なぜなら、境界線上に共同で建てた塀は「共有財産」となり、将来的に修理をしたい、あるいはデザインを変えたいと思っても、お隣さんの合意がない限り一切手を加えることができないからです。代替わりをして所有者が変わった際に、「前の人の約束は知らない」と揉める原因にもなります。自分たちの敷地内に建てることは、初期費用こそ自分持ちになりますが、将来にわたって「自由なメンテナンス権」を確保するための、最も安全な選択と言えます。

2. 既存の古い塀がある場合の「リスク」と「交渉」

土地を購入した際、すでにお隣さんとの間に古いブロック塀が建っている場合があります。この時、最も重要なのは「その塀の所有者は誰か」を確定させることです。もしお隣さんの所有物であれば、勝手に壊すことはもちろん、ペンキを塗ったりフェンスを付け足したりすることもできません。

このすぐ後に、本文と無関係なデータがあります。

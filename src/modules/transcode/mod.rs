use axum::routing::{get, post};
use axum::{middleware, Router};

use crate::state::AppState;

pub mod dto;
pub mod events;
pub mod handler;
pub mod model;
pub mod repository;
pub mod service;

pub fn router(state: AppState) -> Router<AppState> {
    Router::new()
        .route("/", post(handler::request_transcode_job))
        .route("/{id}", get(handler::get_transcode_job))
        .route_layer(middleware::from_fn(crate::middleware::role::user_guard))
        .route_layer(middleware::from_fn_with_state(
            state,
            crate::middleware::auth::auth_middleware,
        ))
}
use utoipa::OpenApi;
use utoipa_swagger_ui::SwaggerUi;
use crate::docs::ApiDoc;
use axum::Router;
use crate::state::AppState;

use tower_http::cors::{Any, CorsLayer};

pub fn configure_routes(state: AppState) -> Router<AppState> {
    let cors = CorsLayer::new()
        .allow_origin(Any)
        .allow_methods(Any)
        .allow_headers(Any);

    Router::new()
        .merge(SwaggerUi::new("/swagger-ui").url("/api-docs/openapi.json", ApiDoc::openapi()))
        .nest("/api/v1", api_routes())
        .nest("/api/v1/videos", crate::modules::video::router(state.clone()))
        .nest("/api/v1/transcode", crate::modules::transcode::router(state))
        .layer(cors)
}

fn api_routes() -> Router<AppState> {
    Router::new()
        .route("/health", axum::routing::get(|| async { "ok" }))
}
use serde::{Deserialize, Serialize};
use time::OffsetDateTime;
use utoipa::ToSchema;
use uuid::Uuid;
use validator::Validate;

use super::model::{JobStatus, TranscodeJob};

#[derive(Debug, Deserialize, Validate, ToSchema)]
#[serde(rename_all = "camelCase")]
pub struct TranscodeRequest {
    pub video_id: Uuid,
    #[validate(length(min = 1, message = "At least one quality is required"))]
    pub qualities: Vec<String>,
}

#[derive(Debug, Serialize, ToSchema)]
#[serde(rename_all = "camelCase")]
pub struct TranscodeAccepted {
    pub job_id: Uuid,
}

/// Status view. A cache hit carries id and status only; a durable-store read
/// carries the full record.
#[derive(Debug, Serialize, ToSchema)]
#[serde(rename_all = "camelCase")]
pub struct TranscodeJobResponse {
    pub id: Uuid,
    pub status: JobStatus,
    #[serde(skip_serializing_if = "Option::is_none")]
    pub requested_qualities: Option<Vec<String>>,
    #[serde(skip_serializing_if = "Option::is_none")]
    pub output_message: Option<String>,
    #[serde(skip_serializing_if = "Option::is_none")]
    #[schema(value_type = Option<String>, format = DateTime)]
    pub created_at: Option<OffsetDateTime>,
    #[serde(skip_serializing_if = "Option::is_none")]
    #[schema(value_type = Option<String>, format = DateTime)]
    pub updated_at: Option<OffsetDateTime>,
}

impl TranscodeJobResponse {
    pub fn cached(id: Uuid, status: JobStatus) -> Self {
        Self {
            id,
            status,
            requested_qualities: None,
            output_message: None,
            created_at: None,
            updated_at: None,
        }
    }
}

impl From<TranscodeJob> for TranscodeJobResponse {
    fn from(job: TranscodeJob) -> Self {
        Self {
            id: job.id,
            status: job.status,
            requested_qualities: Some(job.requested_qualities),
            output_message: job.output_message,
            created_at: Some(job.created_at),
            updated_at: Some(job.updated_at),
        }
    }
}
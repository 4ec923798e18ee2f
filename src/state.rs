use std::sync::Arc;

use crate::config::settings::AppConfig;
use crate::infrastructure::db::pool::DbPool;
use crate::infrastructure::redis::client::RedisService;
use crate::infrastructure::storage::s3::StorageService;
use crate::media::probe::MediaProbe;
use crate::modules::transcode::service::TranscodeService;

#[derive(Clone)]
pub struct AppState {
    pub config: AppConfig,
    pub db: DbPool,
    pub redis: RedisService,
    pub storage: StorageService,
    pub probe: Arc<dyn MediaProbe>,
    pub transcode: TranscodeService,
}

impl AppState {
    pub fn new(
        config: AppConfig,
        db: DbPool,
        redis: RedisService,
        storage: StorageService,
        probe: Arc<dyn MediaProbe>,
        transcode: TranscodeService,
    ) -> Self {
        Self {
            config,
            db,
            redis,
            storage,
            probe,
            transcode,
        }
    }
}
use keyed_services::Container;

use crate::drivers;

/// Builds the container used by the demo
pub fn build_container() -> anyhow::Result<Container> {
	let container = Container::new();
	container.register(drivers::e131().build())?;
	container.register(drivers::open_dmx().build())?;
	container.register(drivers::router().build())?;
	return Ok(container);
}
use std::{
	any::{
		type_name,
		TypeId,
	},
	fmt,
	hash::{
		Hash,
		Hasher,
	},
};


/// Identifies the type a service is exposed as.
///
/// Equality only considers the `TypeId`. The name is kept for error messages
/// and self-documentation.
#[derive(Debug, Clone, Copy)]
pub struct ServiceType {
	id: TypeId,
	name: &'static str,
}

impl ServiceType {

	pub fn of<V: ?Sized + 'static>() -> ServiceType {
		return ServiceType {
			id: TypeId::of::<V>(),
			name: type_name::<V>(),
		};
	}

	pub fn name(&self) -> &'static str {
		return self.name;
	}

	pub fn is<V: ?Sized + 'static>(&self) -> bool {
		return self.id == TypeId::of::<V>();
	}

}

impl PartialEq for ServiceType {
	fn eq(&self, other: &Self) -> bool {
		return self.id == other.id;
	}
}

impl Eq for ServiceType {}

impl Hash for ServiceType {
	fn hash<H: Hasher>(&self, state: &mut H) {
		self.id.hash(state);
	}
}

impl fmt::Display for ServiceType {
	fn fmt(&self, f: &mut fmt::Formatter<'_>) -> fmt::Result {
		return f.write_str(self.name);
	}
}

怖いのは、その古い塀が「控え壁」のない危険な状態だった場合です。もし地震で倒壊して怪我人が出た際、所有権が曖昧だと責任のなすりつけ合いになります。新築時には、土地の境界ポイント(境界標)を測量士に確認してもらい、塀がどちらの敷地にあるかを明確にした上で、必要であれば書面で合意を取り交わしておくべきです。「昔からこうだった」という曖昧な記憶が、数十年後の自分たちを苦しめることになるからです。

3. 目隠しフェンスが「日照」や「視線」を奪うリスク

プライバシーを守るために高い目隠しフェンスを新築したいと考えるのは当然の欲求ですが、これもお隣さんへの配慮が不可欠です。自分たちにとっては「目隠し」でも、お隣さんにとっては「日当たりを遮る壁」や「風通しを悪くする障害物」になる可能性があるからです。

特に窓の目の前に高いフェンスが来ると、たとえ自分の敷地内であっても、相手に圧迫感を与え、感情的な対立を生むことがあります。新築の工事が始まる前に、「ここにこれくらいの高さのフェンスを建てる予定です」と一言断りを入れておくだけで、相手の受け止め方は劇的に変わります。外構デザインの美しさ以上に、良好な人間関係を維持することの方が、長く住む上での資産価値は高いのです。

まとめ:境界線は「心の壁」にしない

ブロック塀やフェンスは、単なる物理的な仕切りではなく、お隣さんとの「距離感」を象徴するものです。所有権を明確にし、自分たちの敷地内に建てることで責任の所在をはっきりさせる。そして、設置の際には相手の視点に立った一言を添える。この新築時の丁寧なプロセスが、入居後の平穏な暮らしを約束してくれます。境界線で揉めない家づくりを、ぜひ心がけてくださいね。